My nine-year old Tucker plays AAU basketball for a struggling inner-city team about 30 minutes from where we live. His teammates call him “Shadow” and most times we are the only white family in the gym for games and practice. We (mostly my wife Wendy) haul his (and his sister’s) butt down there three times a week for a couple of reasons, first and foremost because we want him to see that a large chunk of the world looks little like the un-diverse, rural space in which he’s growing up, and, second, because the basketball is just grittier, tougher, faster, played at a different level than in these parts. The gym in which his team plays is 2/3 the size of regulation court with blue-padded stanchions that jut out from the sidelines and become part of the game, and dim fluorescent lighting that depending on the level of sunlight filtering in from the grimy skylights makes the basket a dark target. It’s a no blood-no foul type of game they play, the fundamentals of which are no look passes and under the basket scoop layups which even on a 10-year old level are both beautiful and at the same time difficult to watch. For most of these kids, basketball is a respite from the the difficulties of their lives, lives that are surrounded by poverty, violence and drug use. There are gangs in the middle schools, absent fathers, job layoffs and more, so whenever these kids get the chance, they play, and play, and play some more. And my kids try to keep up.

Tucker has made some fast friends with his teammates. They are sweet, respectful, fun kids to be around. The last couple of weekends, we’ve hosted sleepovers, or more aptly, shootovers as most of the time the sounds of basketballs being pounded by the hoop at the end of the driveway echo through the house. But we’ve also been doing some “field trippy” sort of stuff. A couple of weekends ago, Wendy got their parents to give them a day off of school to go to a statewide GreenFest to have fun but, as is my wife’s way, to get them thinking about the environment. They saw solar cars, learned about organic foods and, at one point, got a lesson on worms. Each of them got a container with some compost, a few poop generating worms, and instructions on how to use them to create great fertilizer for plants. It turned out that for two of the three kids that Wendy spirited off with, it was the first time they had ever held a worm. In the course of the few days they were hanging around with them, we found out all sorts of stuff about their lives and about what they knew about the world, which was, not too surprisingly, not much. At one point when Wendy asked one of them how many people he thought were in the world, he answered “10,000″. The next weekend, we went to “Ringing Rocks” which is this strange little geologic enigma near us, followed by some first-time skipping of stones in the Delaware River near our house. It was an interesting few days of learning for all of us.

There is no doubt that these kids face some pretty difficult futures as a result of circumstances not of their making. It’s pretty obvious they are behind in terms of what they know about the world and their ability to express it well.
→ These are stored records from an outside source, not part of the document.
use axum::Router;
use axum::middleware::from_fn_with_state;
use tport::kernel::prelude::ApiState;
use tport::kernel::security::{RateLimiter, rate_limit};
use tport::kernel::server::{admin_cors, public_cors, route_not_found, security_headers, system_router};
use tower_http::trace::TraceLayer;
use utoipa::OpenApi;
use utoipa_axum::router::OpenApiRouter;
use utoipa_scalar::{Scalar, Servable};

#[derive(OpenApi)]
#[openapi(
    info(title = "Transportify API", description = "Shipment tracking service"),
    tags(
        (name = "System", description = "Liveness"),
        (name = "Auth", description = "Admin session"),
        (name = "Shipments", description = "Shipment management (admin)"),
        (name = "Tracking", description = "Public tracking lookup"),
        (name = "Notifications", description = "Email notifications (admin)"),
    )
)]
struct ApiDoc;

/// Assembles the full application: admin routes with credentialed CORS, the public lookup with
/// open CORS, the `OpenAPI` UI at `/api`, then security headers, rate limiting and tracing.
pub fn init(state: ApiState) -> Router {
    let config = state.config.clone();
    let limiter = RateLimiter::from_config(&config.security.rate_limit);

    let admin = OpenApiRouter::new()
        .merge(system_router())
        .merge(tport::auth_routes())
        .merge(tport::admin_routes(&state))
        .layer(admin_cors(&config.security.cors));
    let public = tport::public_routes().layer(public_cors());

    // Separate the OpenAPI routes and the API documentation object
    let (routes, api_doc) = OpenApiRouter::with_openapi(ApiDoc::openapi())
        .merge(admin)
        .merge(public)
        .with_state(state)
        .split_for_parts();

    let app = Router::new()
        .merge(routes)
        .merge(Scalar::with_url("/api", api_doc))
        .fallback(route_not_found);

    security_headers(app)
        .layer(from_fn_with_state(limiter, rate_limit))
        .layer(TraceLayer::new_for_http())
}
That’s not an indictment on their schools, per se, as much as it is the inequality that exists in this state and others between the education of the haves and the have nots writ large. But while they say they get “Bs” in school, I can’t help but wonder what that means. No doubt, there learning lives are aimed at what’s on the state assessment, yet they are behind in reading and writing and math. And to be honest, I’m not sure the system can overcome the difficulties present in these kids lives from the start. I don’t think the answer for them is longer school years or teachers getting “merit pay” (or battle pay) as much as it is a fix for the societal problems that surround them. Yet in this moment of steep budget cuts and layoffs, those fixes don’t seem to be on the horizon for them any time soon.

But it’s not just them. Last week I was on a panel with the state assistant commissioner of education where she told the story of seeing the “new” digitally published third-grade “U.S. States” projects, the ones we all did as kids, taking a state of the union and pasting the state bird and state flag and state flower on top of a map with some interesting statistics around it. She asked one young man who did New York State to talk about his slide and he read off all of the stuff. When he got to the population part he said “and New York State has over 19 million people,” and she responded with “Wow! Is that a lot of people?” He looked at her for a moment and said, “you know, I really don’t know.” It was a great example of the context and value that information loses when we fail to teach meaning over memorization.

For Tucker’s friends, for that kid learning about New York, for a lot of kids in this country, it becomes obvious very quickly that we are failing them. Like I said, I know it’s more complex than just blaming the schools and the teachers, which seems to be de rigeur these days, btw. Which is what is so disheartening about the rhetoric that continues to come out of Washington around education; there’s nothing really new. Nothing bold. Nothing that makes me feel like we’ve turned any corner on any of this. We’re arguing about the same old ideas and writing about the same old shifts when the reality is that the lives of those kids on Tucker’s team haven’t changed a bit from all the bloviating going on.

Not suggesting I have the answer here. My frustration just gets more acute when faces and smiles and hook shots come with the statistics.